DANCE SCHOLAR GRETCHEN WARD WARREN TO PRESENT
2002 SELMA JEANNE COHEN LECTURE
AT FULBRIGHT ASSOCIATION 25TH ANNIVERSARY
CONFERENCE
WASHINGTON,
D.C. (Sept. xx, 2002) -- The Fulbright Association announced today that dance scholar and
Fulbright alumna Gretchen Ward Warren will present the 2002 Selma Jeanne Cohen
Lecture in International Dance Scholarship on Saturday, Oct. 12, at 4 p.m. at
the Madison Hotel in Washington, D.C.
Dr. Warren, a professor of dance at the College of Fine Arts of the
University of South Florida in Tampa, will discuss the making of "Dreamtime,
Our Time: The Eternal Circle,” a
cultural event involving Native American, Australian and non-indigenous artists
that grew out of her Fulbright experience in Australia in 1997.

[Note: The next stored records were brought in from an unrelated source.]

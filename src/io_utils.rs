use std::fmt;
use std::io;
use std::path::{Path, PathBuf};

#[derive(Debug)]
pub struct CliError {
    pub msg: String,
    pub source: Option<Box<dyn std::error::Error + Send + Sync>>,
}

impl fmt::Display for CliError {
    fn fmt(&self, f: &mut fmt::Formatter<'_>) -> fmt::Result {
        self.msg.fmt(f)
    }
}

impl std::error::Error for CliError {
    fn source(&self) -> Option<&(dyn std::error::Error + 'static)> {
        self.source
            .as_deref()
            .map(|e| e as &(dyn std::error::Error + 'static))
    }
}

/// Format a user friendly I/O error message with suggestions.
pub fn format_io_error(operation: &str, path: &Path, err: &io::Error) -> String {
    use io::ErrorKind::*;
    let suggestion = match err.kind() {
        NotFound => "Check that the file exists and the path is correct.",
        PermissionDenied => "Check permissions or run as a different user.",
        UnexpectedEof => "File appears truncated or corrupted.",
        WriteZero => "Disk may be full. Free up space and try again.",
        Other if err.raw_os_error() == Some(28) => "Disk may be full. Free up space and try again.",
        _ => "Check permissions or free up disk space.",
    };
    format!(
        "Error {} '{}': {}. {}",
        operation,
        path.display(),
        err,
        suggestion
    )
}

/// Convert an I/O error into a CLI error with context.
pub fn io_cli_error(operation: &str, path: &Path, err: io::Error) -> CliError {
    CliError {
        msg: format_io_error(operation, path, &err),
        source: Some(Box::new(err)),
    }
}

/// Simple CLI error from string.
pub fn simple_cli_error(msg: &str) -> CliError {
    CliError {
        msg: msg.to_string(),
        source: None,
    }
}

/// Invalid file extension error.
pub fn extension_error(path: &Path) -> CliError {
    CliError {
        msg: format!(
            "Invalid file extension for '{}'. Expected .csv. Export the sheet as CSV first.",
            path.display()
        ),
        source: None,
    }
}

/// Reject paths that do not carry a `.csv` extension.
pub fn require_csv(path: &Path) -> Result<(), CliError> {
    let is_csv = path
        .extension()
        .and_then(|s| s.to_str())
        .map_or(false, |ext| ext.eq_ignore_ascii_case("csv"));
    if is_csv {
        Ok(())
    } else {
        Err(extension_error(path))
    }
}

/// Insert `_<suffix>` parts before the extension: `out.txt` with
/// `["Czech", "Polish"]` becomes `out_Czech_Polish.txt`.
pub fn expand_path(path: &Path, suffixes: &[&str]) -> PathBuf {
    let stem = path
        .file_stem()
        .map(|s| s.to_string_lossy().into_owned())
        .unwrap_or_default();
    let mut name = stem;
    for suffix in suffixes {
        name.push('_');
        name.push_str(suffix);
    }
    if let Some(ext) = path.extension() {
        name.push('.');
        name.push_str(&ext.to_string_lossy());
    }
    path.with_file_name(name)
}

/// Convert a library error into a CLI error with a hint.
pub fn spt_cli_error(context: &str, err: crate::SptError) -> CliError {
    CliError {
        msg: format!("{}: {}", context, cli_hint(&err)),
        source: Some(Box::new(err)),
    }
}

/// Return an actionable hint for an error variant.
pub fn cli_hint(err: &crate::SptError) -> String {
    use crate::SptError::*;
    match err {
        Table { row, column, message } => {
            format!("row {row}, column {column}: {message}. Fix the cell and retry.")
        }
        Malformed(msg) => format!("{msg}. Check the table layout."),
        LengthMismatch { left, right } => format!(
            "wordlists have {left} and {right} entries. Both lists must cover the same slots."
        ),
        Trial(msg) => format!("{msg}. This is a bug."),
        Calibration(msg) => format!("{msg}. Check the reference sample."),
        Config(msg) => format!("{msg}. Invalid configuration."),
        Csv(e) => format!("{e}. The file is not valid CSV."),
        Io(io) => format!("{io}"),
    }
}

Dr. Warren mounted "Dreamtime…” at the University of
South Florida in January 2001. It
included an exhibition of aboriginal bark paintings and Native American art,
performances of "Dancing with the Wheel of Ever Returning,” which Dr. Warren
choreographed, a film series and a lecture symposium. The rare Aboriginal bark paintings shown in
the exhibition had been given to two University of South Florida anthropology
professors while on their Fulbright awards to Australia in 1953. Banula Marika, an Australian dancer recruited
by Dr. Warren for the performance, arrived in Tampa to discover that the bark
paintings, about which little had been known, were created by members of his
family.
"Although my main intent for the dance-theatre
production was to create a dynamic work of art—weaving text, dance, and music
together in a moving and visually powerful way—it was also my desire that the
production provoke questions about our concept of the word ‘civilized,’ inspiring
performers and audience alike to consider where we are headed in the 21st
century,” said Dr. Warren.
A professor at the University of South Florida in
Tampa since 1983, Dr. Warren was a soloist with Pennsylvania Ballet from 1965
to 1976 and ballet mistress of American Ballet Theatre II in New York from 1978
to 1983, where she worked closely with Richard Englund and Mikhail
Baryshnikov. On her Fulbright award, Dr.
Warren taught ballet and conducted research on aboriginal dance. The Australian Ballet School has twice
invited her to return to teach.
Dr. Selma Jeanne Cohen, preeminent dance historian
and founding editor of the International
Encyclopedia of Dance, endowed the dance lecture at the Fulbright
Association’s annual conference to highlight dance scholarship in a
multidisciplinary, international forum.
The Selma Jeanne Cohen Fund for International Scholarship on Dance was
created in 1999. Previous lectures have
been given by Leslie Friedman, dancer, choreographer and artistic director of the
Lively Foundation in San Francisco in 2000, and Robin Marshall Grove, senior
lecturer in the Department of English with Cultural Studies, University of
Melbourne, Australia in 2001.
The
Fulbright Association is a private, non-profit organization that supports and
promotes the Fulbright Program, an international educational and cultural
exchange initiative created in 1946 by legislation sponsored by the late
Senator J. William Fulbright of Arkansas.
There are now over 200,000 Fulbright alumni worldwide.